O Município X ajuizou ação de desapropriação em face de Tício, proprietário do imóvel Y, tendo sido fixada, nos autos judiciais, indenização ao particular. Quatro anos depois do trânsito em julgado, o Ministério Público ajuizou ação civil pública em face de Tício sob a alegação de que a propriedade fora adquirida irregularmente, motivo pelo qual não era o real proprietário do imóvel, não fazendo jus à indenização paga, causando prejuízo ao erário. À luz da legislação em vigor e da jurisprudência atual, é correto afirmar que:
- A)não é possível o ajuizamento de ação civil pública após o decurso do prazo legal para ação rescisória, sob pena de violação à coisa julgada;
Errada: a ACP não é barrada automaticamente pelo prazo da ação rescisória, porque a discussão pode ter causa de pedir própria e não depender da desconstituição direta da sentença.
- B)a ação civil pública, na hipótese versada no enunciado, não deve prosperar em razão do decurso do prazo prescricional;
Errada: o ponto central não é prescrição da pretensão indenizatória comum, mas a possibilidade de recomposição do erário diante de pagamento indevido e irregularidade do título dominial.
- C)a ação civil pública, como pretendida, não ofende a coisa julgada, ainda que decorridos dois anos;
Certa: a jurisprudência admite a ACP sem violação à coisa julgada, mesmo após o prazo da rescisória, quando a demanda busca apurar irregularidade na titularidade e ressarcimento ao erário.
- D)a ação civil pública, na hipótese versada no enunciado, não deve prosperar em razão do decurso do prazo decadencial;
Errada: não se trata de decadência do direito de agir na ACP, porque a pretensão envolve tutela do patrimônio público e controle de pagamento indevido, não um direito potestativo sujeito a esse prazo.
- E)o Ministério Público deveria ter discutido a dominialidade do bem expropriado no bojo da ação de desapropriação, na qual atua como fiscal da lei.
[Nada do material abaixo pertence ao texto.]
/// Events emitted while a structure is analyzed.
#[derive(Debug, Clone)]
pub enum Progress {
    PhaseStart { name: &'static str },
    PhaseFinish,

    /// One molecule entered a per-molecule pass.
    MoleculeStart { index: usize, total: usize },
}

pub type ProgressCallback<'a> = Box<dyn Fn(Progress) + Send + Sync + 'a>;

/// Optional sink for [`Progress`] events; a reporter without a callback drops them.
#[derive(Default)]
pub struct ProgressReporter<'a> {
    callback: Option<ProgressCallback<'a>>,
}

impl<'a> ProgressReporter<'a> {
    pub fn new() -> Self {
        Self::default()
    }

    pub fn with_callback(callback: ProgressCallback<'a>) -> Self {
        Self {
            callback: Some(callback),
        }
    }

    #[inline]
    pub fn report(&self, event: Progress) {
        if let Some(cb) = &self.callback {
            cb(event);
        }
    }
}

#[cfg(test)]
mod tests {
    use super::*;
    use std::sync::Mutex;

    #[test]
    fn callback_receives_events_in_order() {
        let seen = Mutex::new(Vec::new());
        let reporter = ProgressReporter::with_callback(Box::new(|event: Progress| {
            if let Progress::PhaseStart { name } = event {
                seen.lock().unwrap().push(name);
            }
        }));
        reporter.report(Progress::PhaseStart { name: "bonds" });
        reporter.report(Progress::PhaseFinish);
        reporter.report(Progress::PhaseStart { name: "duplexes" });
        drop(reporter);
        assert_eq!(seen.into_inner().unwrap(), vec!["bonds", "duplexes"]);
    }

    #[test]
    fn reporter_without_callback_is_silent() {
        ProgressReporter::new().report(Progress::PhaseFinish);
    }
}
Errada: embora o MP atue como fiscal da ordem jurídica, a dominialidade pode ser questionada depois se surgir fato revelador de aquisição irregular e pagamento indevido, não sendo obrigatório ter discutido tudo apenas na desapropriação.
Gabarito: C
Em desapropriação, a indenização vai para quem é o titular do domínio ou quem, ao menos, comprova legitimidade suficiente sobre o bem. Se depois aparece a informação de que o imóvel foi adquirido irregularmente, a discussão muda de figura: o ponto central deixa de ser a desapropriação em si e passa a ser a existência de enriquecimento indevido e prejuízo ao erário. A jurisprudência atual admite, em situações assim, o ajuizamento de ação civil pública para apurar a irregularidade e buscar o ressarcimento, sem que isso represente, automaticamente, afronta à coisa julgada formada na ação expropriatória. A ideia é simples: a coisa julgada protege o que foi decidido dentro daqueles limites processuais, mas não imuniza fraude, simulação ou pagamento indevido a quem não era o verdadeiro titular do direito. Por isso, o fato de já terem passado dois anos não impede, por si só, a ACP. A ação rescisória tem prazo próprio para desconstituir a decisão judicial, mas aqui a discussão não é exatamente reabrir a sentença de desapropriação como se fosse uma segunda rodada do mesmo jogo; é buscar reparar lesão ao patrimônio público diante de uma causa autônoma de invalidade/indevido pagamento. Assim, o gabarito é a letra C: a ação civil pública, na hipótese, não ofende a coisa julgada, ainda que decorridos dois anos. Em concursos, a FGV gosta dessa armadilha: ela mistura coisa julgada, prescrição e decadência para ver se você confunde proteção da sentença com blindagem para pagamento irregular.